[Collected data entries]

--------------------

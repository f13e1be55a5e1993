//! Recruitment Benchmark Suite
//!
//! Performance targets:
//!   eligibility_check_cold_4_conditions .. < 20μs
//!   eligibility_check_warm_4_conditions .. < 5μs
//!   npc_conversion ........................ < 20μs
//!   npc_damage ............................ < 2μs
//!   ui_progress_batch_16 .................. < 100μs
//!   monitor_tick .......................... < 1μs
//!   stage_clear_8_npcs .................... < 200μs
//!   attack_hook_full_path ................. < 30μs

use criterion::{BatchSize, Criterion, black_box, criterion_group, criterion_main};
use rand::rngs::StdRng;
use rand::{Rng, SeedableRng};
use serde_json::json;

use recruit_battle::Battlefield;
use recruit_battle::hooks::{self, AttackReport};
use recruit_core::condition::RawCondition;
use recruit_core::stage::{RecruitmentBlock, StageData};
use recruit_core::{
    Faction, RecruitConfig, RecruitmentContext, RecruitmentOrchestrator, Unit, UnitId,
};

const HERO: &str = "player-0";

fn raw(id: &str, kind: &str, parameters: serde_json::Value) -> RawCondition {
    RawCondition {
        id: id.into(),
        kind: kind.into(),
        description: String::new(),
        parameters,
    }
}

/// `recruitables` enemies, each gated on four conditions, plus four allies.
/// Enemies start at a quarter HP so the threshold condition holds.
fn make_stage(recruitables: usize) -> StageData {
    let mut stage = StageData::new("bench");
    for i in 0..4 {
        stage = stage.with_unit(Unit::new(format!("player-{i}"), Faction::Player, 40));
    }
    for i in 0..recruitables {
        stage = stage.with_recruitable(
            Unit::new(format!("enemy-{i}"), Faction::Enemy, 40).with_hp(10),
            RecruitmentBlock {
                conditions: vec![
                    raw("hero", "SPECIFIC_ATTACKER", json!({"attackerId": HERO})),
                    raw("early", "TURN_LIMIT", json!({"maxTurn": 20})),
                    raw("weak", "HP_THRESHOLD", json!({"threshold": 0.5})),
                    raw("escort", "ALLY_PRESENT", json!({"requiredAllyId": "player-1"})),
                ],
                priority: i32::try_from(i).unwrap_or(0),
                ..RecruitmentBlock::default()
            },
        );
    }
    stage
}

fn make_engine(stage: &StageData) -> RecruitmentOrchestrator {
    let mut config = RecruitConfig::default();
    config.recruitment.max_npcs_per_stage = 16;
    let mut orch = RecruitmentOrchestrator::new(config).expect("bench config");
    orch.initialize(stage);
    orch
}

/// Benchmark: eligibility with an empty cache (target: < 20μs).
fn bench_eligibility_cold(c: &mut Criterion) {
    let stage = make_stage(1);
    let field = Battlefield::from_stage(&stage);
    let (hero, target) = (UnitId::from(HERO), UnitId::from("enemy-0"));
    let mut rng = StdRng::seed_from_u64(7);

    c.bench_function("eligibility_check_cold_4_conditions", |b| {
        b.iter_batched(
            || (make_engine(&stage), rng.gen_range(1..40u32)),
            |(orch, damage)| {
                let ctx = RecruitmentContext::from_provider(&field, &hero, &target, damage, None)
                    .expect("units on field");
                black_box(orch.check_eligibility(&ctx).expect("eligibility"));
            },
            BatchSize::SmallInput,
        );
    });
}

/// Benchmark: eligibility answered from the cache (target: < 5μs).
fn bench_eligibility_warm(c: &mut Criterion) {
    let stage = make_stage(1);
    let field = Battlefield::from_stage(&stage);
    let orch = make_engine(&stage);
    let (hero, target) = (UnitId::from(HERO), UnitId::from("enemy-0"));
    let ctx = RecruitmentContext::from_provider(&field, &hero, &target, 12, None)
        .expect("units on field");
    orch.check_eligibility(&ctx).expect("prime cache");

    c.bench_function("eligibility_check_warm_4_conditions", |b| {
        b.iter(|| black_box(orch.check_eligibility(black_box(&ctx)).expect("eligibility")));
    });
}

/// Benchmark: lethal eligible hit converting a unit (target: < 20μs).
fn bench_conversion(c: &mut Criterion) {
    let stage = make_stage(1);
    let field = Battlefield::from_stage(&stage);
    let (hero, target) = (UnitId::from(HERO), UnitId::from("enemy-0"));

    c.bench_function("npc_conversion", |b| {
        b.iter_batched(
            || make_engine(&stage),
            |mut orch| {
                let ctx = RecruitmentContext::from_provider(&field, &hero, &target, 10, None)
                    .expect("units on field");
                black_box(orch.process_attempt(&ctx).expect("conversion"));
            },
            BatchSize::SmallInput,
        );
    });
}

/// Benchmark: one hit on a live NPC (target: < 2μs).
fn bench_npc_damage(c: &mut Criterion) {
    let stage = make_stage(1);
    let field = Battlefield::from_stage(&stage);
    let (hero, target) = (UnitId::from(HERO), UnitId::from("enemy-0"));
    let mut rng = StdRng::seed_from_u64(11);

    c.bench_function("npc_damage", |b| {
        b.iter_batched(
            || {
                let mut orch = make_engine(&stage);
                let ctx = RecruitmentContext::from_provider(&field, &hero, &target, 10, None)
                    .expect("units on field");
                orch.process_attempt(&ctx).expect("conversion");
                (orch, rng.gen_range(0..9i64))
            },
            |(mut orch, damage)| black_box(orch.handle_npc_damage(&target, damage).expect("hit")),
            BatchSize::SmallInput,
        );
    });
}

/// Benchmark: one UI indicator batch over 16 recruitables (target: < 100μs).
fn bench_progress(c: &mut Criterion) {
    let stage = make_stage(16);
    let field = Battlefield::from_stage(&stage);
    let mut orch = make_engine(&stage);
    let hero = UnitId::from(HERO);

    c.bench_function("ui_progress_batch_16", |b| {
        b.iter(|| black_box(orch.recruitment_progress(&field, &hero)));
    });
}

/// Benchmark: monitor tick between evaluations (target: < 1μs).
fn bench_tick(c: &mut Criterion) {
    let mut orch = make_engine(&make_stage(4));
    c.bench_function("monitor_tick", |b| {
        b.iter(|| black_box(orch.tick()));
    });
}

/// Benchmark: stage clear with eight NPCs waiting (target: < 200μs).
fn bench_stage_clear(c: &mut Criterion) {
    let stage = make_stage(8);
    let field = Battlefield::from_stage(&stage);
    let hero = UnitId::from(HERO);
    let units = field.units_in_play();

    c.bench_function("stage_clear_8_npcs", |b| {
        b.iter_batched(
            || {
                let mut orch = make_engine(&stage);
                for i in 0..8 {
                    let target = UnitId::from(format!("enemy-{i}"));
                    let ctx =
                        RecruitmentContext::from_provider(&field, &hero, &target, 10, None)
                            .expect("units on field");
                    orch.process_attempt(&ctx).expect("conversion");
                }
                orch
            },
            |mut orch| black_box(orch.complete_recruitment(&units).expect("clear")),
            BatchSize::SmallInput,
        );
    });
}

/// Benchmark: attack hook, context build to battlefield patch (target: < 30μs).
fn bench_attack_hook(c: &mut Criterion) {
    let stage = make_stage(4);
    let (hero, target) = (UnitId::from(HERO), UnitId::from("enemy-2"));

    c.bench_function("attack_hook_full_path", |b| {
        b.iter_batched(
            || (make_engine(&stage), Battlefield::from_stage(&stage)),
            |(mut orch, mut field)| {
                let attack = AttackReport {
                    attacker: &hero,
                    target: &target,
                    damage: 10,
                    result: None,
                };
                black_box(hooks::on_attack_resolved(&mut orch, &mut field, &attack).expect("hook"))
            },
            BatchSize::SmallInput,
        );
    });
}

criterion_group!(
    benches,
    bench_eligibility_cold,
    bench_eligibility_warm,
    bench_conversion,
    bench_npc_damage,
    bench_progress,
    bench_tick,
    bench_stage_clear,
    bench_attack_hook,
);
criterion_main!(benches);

--------------------

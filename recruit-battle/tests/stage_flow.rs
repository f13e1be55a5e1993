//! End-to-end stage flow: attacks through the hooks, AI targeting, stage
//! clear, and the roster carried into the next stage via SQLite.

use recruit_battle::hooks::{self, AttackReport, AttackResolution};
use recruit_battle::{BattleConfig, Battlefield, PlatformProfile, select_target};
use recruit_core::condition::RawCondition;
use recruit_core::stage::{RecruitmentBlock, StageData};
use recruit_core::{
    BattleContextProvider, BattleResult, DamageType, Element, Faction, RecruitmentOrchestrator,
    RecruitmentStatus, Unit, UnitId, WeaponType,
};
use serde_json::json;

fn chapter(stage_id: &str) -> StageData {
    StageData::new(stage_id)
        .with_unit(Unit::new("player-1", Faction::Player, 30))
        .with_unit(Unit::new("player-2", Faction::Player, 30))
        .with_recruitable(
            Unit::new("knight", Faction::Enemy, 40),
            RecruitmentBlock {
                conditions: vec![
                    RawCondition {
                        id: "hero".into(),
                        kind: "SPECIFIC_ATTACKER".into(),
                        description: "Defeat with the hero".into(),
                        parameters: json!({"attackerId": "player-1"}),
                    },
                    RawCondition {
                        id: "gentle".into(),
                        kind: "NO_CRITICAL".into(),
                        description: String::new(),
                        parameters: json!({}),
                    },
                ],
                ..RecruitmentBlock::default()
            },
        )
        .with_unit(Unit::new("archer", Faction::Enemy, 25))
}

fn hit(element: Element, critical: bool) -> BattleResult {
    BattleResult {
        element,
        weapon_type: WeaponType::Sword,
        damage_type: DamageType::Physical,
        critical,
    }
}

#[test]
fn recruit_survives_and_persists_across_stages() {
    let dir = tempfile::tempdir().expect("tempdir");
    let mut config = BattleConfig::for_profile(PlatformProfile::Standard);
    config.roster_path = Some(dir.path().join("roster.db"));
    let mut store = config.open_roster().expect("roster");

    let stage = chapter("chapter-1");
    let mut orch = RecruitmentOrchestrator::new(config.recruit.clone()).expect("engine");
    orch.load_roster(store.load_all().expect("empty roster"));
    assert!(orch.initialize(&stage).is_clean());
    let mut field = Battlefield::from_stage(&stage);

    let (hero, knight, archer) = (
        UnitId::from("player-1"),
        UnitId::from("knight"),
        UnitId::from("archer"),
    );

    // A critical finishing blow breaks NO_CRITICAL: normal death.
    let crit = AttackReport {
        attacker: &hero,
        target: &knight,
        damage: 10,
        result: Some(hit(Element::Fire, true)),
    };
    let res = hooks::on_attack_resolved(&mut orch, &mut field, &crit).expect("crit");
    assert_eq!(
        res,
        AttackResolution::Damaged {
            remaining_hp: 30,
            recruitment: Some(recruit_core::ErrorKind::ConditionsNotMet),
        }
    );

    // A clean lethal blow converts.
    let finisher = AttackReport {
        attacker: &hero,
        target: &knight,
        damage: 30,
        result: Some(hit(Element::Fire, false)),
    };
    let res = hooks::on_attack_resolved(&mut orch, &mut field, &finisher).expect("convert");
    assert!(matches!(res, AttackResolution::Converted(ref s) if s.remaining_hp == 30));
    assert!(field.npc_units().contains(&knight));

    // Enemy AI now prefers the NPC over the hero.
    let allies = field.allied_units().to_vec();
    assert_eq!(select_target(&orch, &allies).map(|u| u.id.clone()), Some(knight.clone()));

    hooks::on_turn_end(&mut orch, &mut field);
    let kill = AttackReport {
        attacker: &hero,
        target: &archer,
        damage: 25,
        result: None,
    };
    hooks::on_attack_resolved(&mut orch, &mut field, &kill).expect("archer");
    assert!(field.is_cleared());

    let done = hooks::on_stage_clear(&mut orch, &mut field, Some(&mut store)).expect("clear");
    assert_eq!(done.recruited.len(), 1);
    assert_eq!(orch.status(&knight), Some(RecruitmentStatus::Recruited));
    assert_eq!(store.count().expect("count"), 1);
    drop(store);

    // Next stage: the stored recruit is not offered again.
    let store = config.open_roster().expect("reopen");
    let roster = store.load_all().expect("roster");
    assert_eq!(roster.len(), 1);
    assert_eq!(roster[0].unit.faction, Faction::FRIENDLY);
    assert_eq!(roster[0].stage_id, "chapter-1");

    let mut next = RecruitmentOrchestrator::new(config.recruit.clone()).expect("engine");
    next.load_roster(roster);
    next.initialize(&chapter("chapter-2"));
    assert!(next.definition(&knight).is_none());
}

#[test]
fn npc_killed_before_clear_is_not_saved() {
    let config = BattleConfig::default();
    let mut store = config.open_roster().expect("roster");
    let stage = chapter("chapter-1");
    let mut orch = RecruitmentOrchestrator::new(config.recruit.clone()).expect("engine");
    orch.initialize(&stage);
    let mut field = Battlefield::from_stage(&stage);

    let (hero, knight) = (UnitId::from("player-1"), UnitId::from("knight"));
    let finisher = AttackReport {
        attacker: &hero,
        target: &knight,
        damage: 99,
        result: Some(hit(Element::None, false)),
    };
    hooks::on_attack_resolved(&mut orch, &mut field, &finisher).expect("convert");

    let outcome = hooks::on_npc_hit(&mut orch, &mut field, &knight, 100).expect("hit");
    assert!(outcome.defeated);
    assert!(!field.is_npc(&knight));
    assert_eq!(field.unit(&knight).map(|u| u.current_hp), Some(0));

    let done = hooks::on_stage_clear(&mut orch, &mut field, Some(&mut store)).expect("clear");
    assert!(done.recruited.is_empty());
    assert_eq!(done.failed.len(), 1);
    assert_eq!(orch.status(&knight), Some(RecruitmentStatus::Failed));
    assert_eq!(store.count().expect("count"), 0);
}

--------------------

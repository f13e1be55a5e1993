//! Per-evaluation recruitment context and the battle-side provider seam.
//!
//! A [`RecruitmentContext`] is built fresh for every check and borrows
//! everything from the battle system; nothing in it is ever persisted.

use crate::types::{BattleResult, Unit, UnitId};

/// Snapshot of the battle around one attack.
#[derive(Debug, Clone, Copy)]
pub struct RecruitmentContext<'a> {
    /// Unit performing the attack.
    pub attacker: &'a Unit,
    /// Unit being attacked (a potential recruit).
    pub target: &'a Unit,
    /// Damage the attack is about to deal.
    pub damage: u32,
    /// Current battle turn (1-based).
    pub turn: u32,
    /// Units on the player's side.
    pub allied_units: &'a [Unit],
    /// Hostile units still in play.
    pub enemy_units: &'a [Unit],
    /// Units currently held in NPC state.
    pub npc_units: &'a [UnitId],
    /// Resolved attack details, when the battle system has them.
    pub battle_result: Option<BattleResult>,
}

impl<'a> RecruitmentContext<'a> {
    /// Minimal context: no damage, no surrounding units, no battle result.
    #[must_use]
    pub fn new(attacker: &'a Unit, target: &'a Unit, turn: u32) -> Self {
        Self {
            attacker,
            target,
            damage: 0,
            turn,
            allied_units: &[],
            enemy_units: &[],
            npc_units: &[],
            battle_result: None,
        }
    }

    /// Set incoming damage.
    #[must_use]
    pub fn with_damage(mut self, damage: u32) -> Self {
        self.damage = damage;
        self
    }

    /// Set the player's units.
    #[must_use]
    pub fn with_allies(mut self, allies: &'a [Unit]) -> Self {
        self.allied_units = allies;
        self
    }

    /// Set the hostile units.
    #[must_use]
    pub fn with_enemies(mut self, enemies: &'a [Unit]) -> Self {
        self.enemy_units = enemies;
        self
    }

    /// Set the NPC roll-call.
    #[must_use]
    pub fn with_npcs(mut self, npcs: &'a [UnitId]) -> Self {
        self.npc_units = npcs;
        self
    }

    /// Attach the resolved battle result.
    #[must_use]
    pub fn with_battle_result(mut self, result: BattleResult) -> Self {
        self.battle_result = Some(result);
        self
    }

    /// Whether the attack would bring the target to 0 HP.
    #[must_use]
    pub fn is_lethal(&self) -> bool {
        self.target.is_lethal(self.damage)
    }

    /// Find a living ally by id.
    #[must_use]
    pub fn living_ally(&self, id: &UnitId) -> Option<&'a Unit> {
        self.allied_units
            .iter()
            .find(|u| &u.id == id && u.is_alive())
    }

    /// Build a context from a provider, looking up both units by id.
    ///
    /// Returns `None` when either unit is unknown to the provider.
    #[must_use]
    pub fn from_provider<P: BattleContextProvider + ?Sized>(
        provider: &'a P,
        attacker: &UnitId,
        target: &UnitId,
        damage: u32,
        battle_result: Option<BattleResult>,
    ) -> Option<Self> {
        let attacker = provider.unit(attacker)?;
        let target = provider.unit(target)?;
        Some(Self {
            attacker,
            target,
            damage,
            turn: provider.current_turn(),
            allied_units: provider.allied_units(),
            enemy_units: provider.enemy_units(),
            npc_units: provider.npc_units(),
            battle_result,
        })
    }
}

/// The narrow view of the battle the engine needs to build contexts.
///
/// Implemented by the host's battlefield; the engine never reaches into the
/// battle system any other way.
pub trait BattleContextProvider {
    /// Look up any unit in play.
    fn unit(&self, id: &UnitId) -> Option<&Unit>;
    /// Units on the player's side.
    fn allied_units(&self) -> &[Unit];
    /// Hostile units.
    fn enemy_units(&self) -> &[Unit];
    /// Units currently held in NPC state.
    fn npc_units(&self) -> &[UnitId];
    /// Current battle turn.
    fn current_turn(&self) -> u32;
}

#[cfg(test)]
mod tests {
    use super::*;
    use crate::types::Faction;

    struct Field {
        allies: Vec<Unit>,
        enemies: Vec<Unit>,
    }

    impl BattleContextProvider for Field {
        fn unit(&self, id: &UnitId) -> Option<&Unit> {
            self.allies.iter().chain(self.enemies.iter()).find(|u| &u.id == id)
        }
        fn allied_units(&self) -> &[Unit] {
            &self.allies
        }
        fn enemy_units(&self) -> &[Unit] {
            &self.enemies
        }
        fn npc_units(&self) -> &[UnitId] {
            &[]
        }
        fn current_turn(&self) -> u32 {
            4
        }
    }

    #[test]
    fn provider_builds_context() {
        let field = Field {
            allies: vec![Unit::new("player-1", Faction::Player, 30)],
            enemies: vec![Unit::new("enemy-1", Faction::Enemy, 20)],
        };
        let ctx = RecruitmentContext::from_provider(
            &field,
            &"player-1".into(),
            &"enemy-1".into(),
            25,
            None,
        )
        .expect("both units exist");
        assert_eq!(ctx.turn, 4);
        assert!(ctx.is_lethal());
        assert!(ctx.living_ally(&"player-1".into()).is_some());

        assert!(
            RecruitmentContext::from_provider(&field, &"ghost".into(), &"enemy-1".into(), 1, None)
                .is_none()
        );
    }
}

--------------------

▸ Task statement:
Of all the entries above, retype exactly the lines from the line with "the player's units." to the line with "pub fn living_ally(&self, id: &UnitId)", both included, and no others.

▸ Finished task:
    /// Set the player's units.
    #[must_use]
    pub fn with_allies(mut self, allies: &'a [Unit]) -> Self {
        self.allied_units = allies;
        self
    }

    /// Set the hostile units.
    #[must_use]
    pub fn with_enemies(mut self, enemies: &'a [Unit]) -> Self {
        self.enemy_units = enemies;
        self
    }

    /// Set the NPC roll-call.
    #[must_use]
    pub fn with_npcs(mut self, npcs: &'a [UnitId]) -> Self {
        self.npc_units = npcs;
        self
    }

    /// Attach the resolved battle result.
    #[must_use]
    pub fn with_battle_result(mut self, result: BattleResult) -> Self {
        self.battle_result = Some(result);
        self
    }

    /// Whether the attack would bring the target to 0 HP.
    #[must_use]
    pub fn is_lethal(&self) -> bool {
        self.target.is_lethal(self.damage)
    }

    /// Find a living ally by id.
    #[must_use]
    pub fn living_ally(&self, id: &UnitId) -> Option<&'a Unit> {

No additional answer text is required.